Mendengar nama itu disebut, seketika wajah Sekar berubah menjadi serius. Rasanya, baru kemarin gadis itu membuat ulah kepada sang anak, sekarang apa lagi yang dilakukan olehnya? Begitu pikir Sekar.

"Dia ... membuat gara-gara lagi?"

"Iya. Dan sama parahnya, saat dia jelek-jelekin Ayah. Kalo boleh jujur, sebenernya Lia sama sekali nggak ngerti kenapa sikap dia jadi kayak gitu. Padahal, Lia sama sekali nggak ada masalah dan nggak pernah sekalipun gangguin dia." Akhirnya, Lia mengeluarkan seluruh uneg-unegnya tentang Ana kepada sang Ibu.

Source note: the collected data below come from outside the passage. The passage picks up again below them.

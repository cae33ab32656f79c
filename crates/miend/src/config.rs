use std::path::PathBuf;

/// Daemon configuration, loaded from environment variables.
pub struct Config {
    /// Address the HTTP server binds to.
    pub bind_addr: String,
    /// Directory containing ONNX model files.
    pub model_dir: PathBuf,
    /// Cosine similarity a match must strictly exceed.
    pub similarity_threshold: f32,
    /// Upper bound on a request body (the uploaded photo).
    pub max_upload_bytes: usize,
    /// Optional TTF override for on-image name labels.
    pub label_font: Option<PathBuf>,
}

impl Config {
    /// Load configuration from `MIEN_*` environment variables with defaults.
    pub fn from_env() -> Self {
        let model_dir = std::env::var("MIEN_MODEL_DIR")
            .map(PathBuf::from)
            .unwrap_or_else(|_| mien_core::default_model_dir());

        Self {
            bind_addr: std::env::var("MIEN_BIND_ADDR")
                .unwrap_or_else(|_| "0.0.0.0:5000".to_string()),
            model_dir,
            similarity_threshold: env_f32("MIEN_SIMILARITY_THRESHOLD", 0.40),
            max_upload_bytes: env_usize("MIEN_MAX_UPLOAD_BYTES", 10 * 1024 * 1024),
            label_font: std::env::var("MIEN_LABEL_FONT").ok().map(PathBuf::from),
        }
    }

    /// Path to the SCRFD detection model.
    pub fn scrfd_model_path(&self) -> String {
        self.model_dir
            .join(mien_core::SCRFD_MODEL_FILE)
            .to_string_lossy()
            .into_owned()
    }

    /// Path to the ArcFace recognition model.
    pub fn arcface_model_path(&self) -> String {
        self.model_dir
            .join(mien_core::ARCFACE_MODEL_FILE)
            .to_string_lossy()
            .into_owned()
    }
}

fn env_f32(key: &str, default: f32) -> f32 {
    std::env::var(key)
        .ok()
        .and_then(|v| v.parse().ok())
        .unwrap_or(default)
}

fn env_usize(key: &str, default: usize) -> usize {
    std::env::var(key)
        .ok()
        .and_then(|v| v.parse().ok())
        .unwrap_or(default)
}
use st_keyboard::{
    Delay, KeyboardConfig, MemSerialLink, OutputPin, Result, StKeyboard, UnmappedPolicy,
    BAUD_RATE,
};
use st_scancode::{keys, ScancodeSet};

#[derive(Debug, Default)]
struct LevelPin {
    high: Option<bool>,
}

impl OutputPin for LevelPin {
    fn set_high(&mut self) -> Result<()> {
        self.high = Some(true);
        Ok(())
    }

    fn set_low(&mut self) -> Result<()> {
        self.high = Some(false);
        Ok(())
    }
}

#[derive(Debug, Default)]
struct CountingDelay {
    total_ms: u64,
}

impl Delay for CountingDelay {
    fn delay_ms(&mut self, ms: u32) {
        self.total_ms += u64::from(ms);
    }
}

type Keyboard = StKeyboard<MemSerialLink, LevelPin, LevelPin, CountingDelay>;

fn init_tracing() {
    let _ = tracing_subscriber::fmt()
        .with_test_writer()
        .with_max_level(tracing::Level::TRACE)
        .try_init();
}

fn keyboard(config: KeyboardConfig) -> Keyboard {
    init_tracing();
    let mut kbd = StKeyboard::new(
        MemSerialLink::new(),
        LevelPin::default(),
        LevelPin::default(),
        CountingDelay::default(),
        config,
    );
    kbd.initialize().unwrap();
    kbd
}

#[test]
fn initialize_configures_link_and_lines() {
    let mut kbd = keyboard(KeyboardConfig::default());
    assert_eq!(kbd.serial().baud(), Some(BAUD_RATE));
    assert_eq!(kbd.serial_mut().take_tx(), vec![0x80, 0x01]);

    let (_, light, reset, delay) = kbd.into_parts();
    // Light off means the line idles high; reset is released.
    assert_eq!(light.high, Some(true));
    assert_eq!(reset.high, Some(true));
    assert_eq!(delay.total_ms, 200 + 20 + 20 + 500 + 200);
}

#[test]
fn typing_produces_set2_stream() {
    let mut kbd = keyboard(KeyboardConfig::default());
    // Shift down, 'H' down/up, Shift up, Up arrow down/up.
    kbd.serial_mut().extend_rx(&[
        keys::LEFT_SHIFT,
        keys::H,
        keys::H | 0x80,
        keys::LEFT_SHIFT | 0x80,
        keys::UP,
        keys::UP | 0x80,
    ]);

    let mut out = Vec::new();
    assert_eq!(kbd.pump(&mut out), 6);
    assert_eq!(
        out,
        vec![0x12, 0x33, 0xF0, 0x33, 0xF0, 0x12, 0xE0, 0x75, 0xE0, 0xF0, 0x75]
    );
    assert_eq!(kbd.available(), 0);
}

#[test]
fn set1_stream_keeps_f0_break_framing() {
    let mut kbd = keyboard(
        KeyboardConfig::default()
            .with_scancode_set(ScancodeSet::Set1)
            .with_unmapped(UnmappedPolicy::Emit),
    );
    kbd.serial_mut()
        .extend_rx(&[keys::A, keys::A | 0x80, keys::HELP]);

    let mut out = Vec::new();
    assert_eq!(kbd.pump(&mut out), 3);
    assert_eq!(out, vec![0x1E, 0xF0, 0x1E, 0x00]);
}

#[test]
fn scancode_set_can_change_at_runtime() {
    let mut kbd = keyboard(KeyboardConfig::default());
    kbd.serial_mut().push_rx(keys::LEFT);
    kbd.config_mut().scancode_set = ScancodeSet::Set1;

    let event = kbd.poll().unwrap();
    assert_eq!(&*event.ps2.bytes(), &[0xE0, 0x4B]);
}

Sekar memperhatikan dengan serius curhatan dari Lia, apalagi kalau hal tersebut menyangkut tentang Ana. Sedari kecil, gadis itu sudah menunjukkan ketidaksukaannya kepada Lia.

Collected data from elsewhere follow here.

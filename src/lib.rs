#![forbid(unsafe_code)]

//! Atari ST keyboard to PS/2 bridge.
//!
//! Re-exports the scancode translator ([`scancode`]) and the keyboard link driver
//! ([`keyboard`]) under one crate.

pub use st_keyboard as keyboard;
pub use st_scancode as scancode;

pub use st_keyboard::{KeyboardConfig, StKeyboard, UnmappedPolicy};
pub use st_scancode::{to_ps2, Ps2Sequence, ScancodeSet};
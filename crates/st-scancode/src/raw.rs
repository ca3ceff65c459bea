//! Raw ST scancode bytes: bit 7 is the break flag, bits 0..=6 the key code.

/// Break (key released) flag.
pub const BREAK_FLAG: u8 = 0x80;
/// Mask selecting the key code.
pub const KEY_MASK: u8 = 0x7F;

/// Returns `true` if `code` reports a key release.
#[inline]
pub const fn is_break(code: u8) -> bool {
    code & BREAK_FLAG != 0
}

/// Returns `true` if `code` reports a key press.
#[inline]
pub const fn is_make(code: u8) -> bool {
    !is_break(code)
}

/// Extracts the 7-bit key code from `code`.
#[inline]
pub const fn key(code: u8) -> u8 {
    code & KEY_MASK
}

/// A single byte received from the ST keyboard.
#[derive(Debug, Clone, Copy, PartialEq, Eq, Hash)]
pub struct RawScancode(pub u8);

impl RawScancode {
    /// Builds the raw byte for `key` pressed (`released == false`) or released.
    pub const fn new(key: u8, released: bool) -> Self {
        let code = key & KEY_MASK;
        Self(if released { code | BREAK_FLAG } else { code })
    }

    pub const fn is_break(self) -> bool {
        is_break(self.0)
    }

    pub const fn is_make(self) -> bool {
        is_make(self.0)
    }

    pub const fn key(self) -> u8 {
        key(self.0)
    }
}

impl From<u8> for RawScancode {
    fn from(code: u8) -> Self {
        Self(code)
    }
}

impl From<RawScancode> for u8 {
    fn from(code: RawScancode) -> Self {
        code.0
    }
}
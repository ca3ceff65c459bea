use std::collections::VecDeque;

use crate::error::{KeyboardError, Result};
use crate::hal::SerialLink;

/// In-memory [`SerialLink`].
///
/// Bytes queued with [`MemSerialLink::push_rx`] are what the "keyboard" sent; everything the
/// driver writes is collected and can be taken with [`MemSerialLink::take_tx`].
#[derive(Debug, Default)]
pub struct MemSerialLink {
    baud: Option<u32>,
    rx: VecDeque<u8>,
    tx: Vec<u8>,
}

impl MemSerialLink {
    pub fn new() -> Self {
        Self::default()
    }

    pub fn baud(&self) -> Option<u32> {
        self.baud
    }

    pub fn push_rx(&mut self, byte: u8) {
        self.rx.push_back(byte);
    }

    pub fn extend_rx(&mut self, bytes: &[u8]) {
        self.rx.extend(bytes.iter().copied());
    }

    pub fn take_tx(&mut self) -> Vec<u8> {
        std::mem::take(&mut self.tx)
    }
}

impl SerialLink for MemSerialLink {
    fn configure(&mut self, baud: u32) -> Result<()> {
        if baud == 0 {
            return Err(KeyboardError::UnsupportedBaud(baud));
        }
        self.baud = Some(baud);
        Ok(())
    }

    fn available(&self) -> usize {
        self.rx.len()
    }

    fn read_byte(&mut self) -> Option<u8> {
        self.rx.pop_front()
    }

    fn write_byte(&mut self, byte: u8) -> Result<()> {
        if self.baud.is_none() {
            return Err(KeyboardError::NotConfigured);
        }
        self.tx.push(byte);
        Ok(())
    }
}

#[cfg(test)]
mod tests {
    use super::*;

    #[test]
    fn writes_require_configuration() {
        let mut link = MemSerialLink::new();
        assert!(matches!(
            link.write_byte(0x80),
            Err(KeyboardError::NotConfigured)
        ));
        assert!(matches!(
            link.configure(0),
            Err(KeyboardError::UnsupportedBaud(0))
        ));

        link.configure(7812).unwrap();
        link.write_byte(0x80).unwrap();
        link.write_byte(0x01).unwrap();
        assert_eq!(link.take_tx(), vec![0x80, 0x01]);
        assert!(link.take_tx().is_empty());
    }

    #[test]
    fn rx_is_fifo() {
        let mut link = MemSerialLink::new();
        link.push_rx(0x1E);
        link.extend_rx(&[0x9E, 0x48]);
        assert_eq!(link.available(), 3);
        assert_eq!(link.read_byte(), Some(0x1E));
        assert_eq!(link.read_byte(), Some(0x9E));
        assert_eq!(link.read_byte(), Some(0x48));
        assert_eq!(link.read_byte(), None);
    }
}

Ana sering merusak atau mengambil mainan milik sang anak. Sekar pikir, hal tersebut dilakukan karena masih kecil. Namun lambat laun dan semakin bertambahnya usia, sikap Ana tak bisa dianggap suatu kewajaran, namun justru seperti sebuah kesengajaan.

Kejadian yang terjadi di warung Cak Irwan tempo hari saja masih membekas di pikiran Sekar. Apalagi, dia mengetahui jika sang anak gadis ditampar oleh Ana. Padahal gadis itu yang sudah memfitnah keluarganya dan menuduh Lia yang bukan-bukan. Dan kini, Ana malah kembali membuat gara-gara dengan sang anak.

---

Akhirnya, Lia menceritakan dengan runtut awal mula dirinya berkenalan dengan Evan dan juga Angga. Lalu, kisahnya pun sampai pada cerita tentang perbuatan Ana yang berpura-pura menjadi dirinya saat Evan mencoba mencari tau tentangnya.

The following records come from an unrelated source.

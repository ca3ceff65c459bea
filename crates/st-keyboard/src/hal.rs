//! Hardware seams for the keyboard link.

use std::time::Duration;

use crate::error::Result;

/// Byte stream to and from the ST keyboard (the ACIA link, 8N1).
pub trait SerialLink {
    /// Sets the line rate; called once before any traffic.
    fn configure(&mut self, baud: u32) -> Result<()>;

    /// Number of received bytes ready to be read.
    fn available(&self) -> usize;

    fn read_byte(&mut self) -> Option<u8>;

    fn write_byte(&mut self, byte: u8) -> Result<()>;
}

/// A push-pull digital output.
pub trait OutputPin {
    fn set_high(&mut self) -> Result<()>;

    fn set_low(&mut self) -> Result<()>;

    fn set_level(&mut self, high: bool) -> Result<()> {
        if high {
            self.set_high()
        } else {
            self.set_low()
        }
    }
}

/// Blocking millisecond delay.
pub trait Delay {
    fn delay_ms(&mut self, ms: u32);
}

/// [`Delay`] backed by `std::thread::sleep`.
#[derive(Debug, Default, Clone, Copy)]
pub struct StdDelay;

impl Delay for StdDelay {
    fn delay_ms(&mut self, ms: u32) {
        std::thread::sleep(Duration::from_millis(u64::from(ms)));
    }
}

#[cfg(test)]
mod tests {
    use super::*;
    use std::time::Instant;

    #[test]
    fn std_delay_sleeps_at_least_requested() {
        let mut delay = StdDelay;
        delay.delay_ms(0);

        let start = Instant::now();
        delay.delay_ms(5);
        assert!(start.elapsed() >= Duration::from_millis(5));
    }
}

"Ya ammpuunn, Ana sampai segitunya?"

"Iya, Bu. Jadi, Evan hampir aja kena tipu. Ya padahal Angga udah kasih tahu. Seperti kata Lia tadi, kalau Anggalah yang liat dan juga ketemu sama Lia untuk pertama kali. Tapi Evan nggak percaya. Pikirnya, Angga bohong dan mau balas keisengan yang dilakukan Evan."

"Terus gimana? Semuanya udah kebongkar? Lalu, gimana nasib Ana?" Sekar menjadi tak sabar dan lasung memberikan pertanyaan beruntun kepada sang anak.

"Angga bilang, urusan mereka sama Ana udah selesai, Bu. Tapi, Lia belum tanya lebih lanjut lagi. Ya ... sebenarnya, setelah urusan dengan Ana selesai, mereka ngajak Lia buat makan bareng, tapi tadi Ares telpon dan cerita kalau Ayah jatuh. Jadi, Lia memutuskan buat cepet-cepet pulang karena khawatir sama Ayah."

"Hmmm ... Ibu turut lega kalau masalah dengan Ana udah selesai. Semoga dia nggak berulah lagi. Bukannya mau suudzon, tapi biasanya ... semua itu berawal dari rumah. Entah apa yang udah dia dapat dari orangtuanya..." Sekar menggantung kalimatnya, seolah tak kuasa untuk melanjutannya.

"Entahlah, Bu. Lia juga nggak ngerti," sahut Lia cepat karena mengerti dengan apa yang dirasakan oleh sang Ibu dan dia sama tak menanyakannya lebih lanjut.

"Pesan Ibu cuma satu, tetap berhati-hati dengan orang yang seperti itu. Dan jangan ragu untuk melawan atau membela diri kalau pada kenyataannya kamu nggak salah sama sekali." Lia mengangguk mendengar nasihat yang disampaikan oleh Sekar.

Perasaan Lia menjadi lebih lega setelah mengungkap seluruh isi hati kepada Ibunya. Apalagi, dia mendapatkan nasihat baik yang membuat hatinya kembali tentram.

Begitulah Lia, setiap kali ada sesuatu yang dialami ia selalu saja menceritakan kepada sang Ibu yang sudah seperti seorang sahabat baginya. Karena tanggapan serta nasihat yang diberikan, seakan terus saja membuat Lia merasa lebih baik dan menjadi tak risau lagi.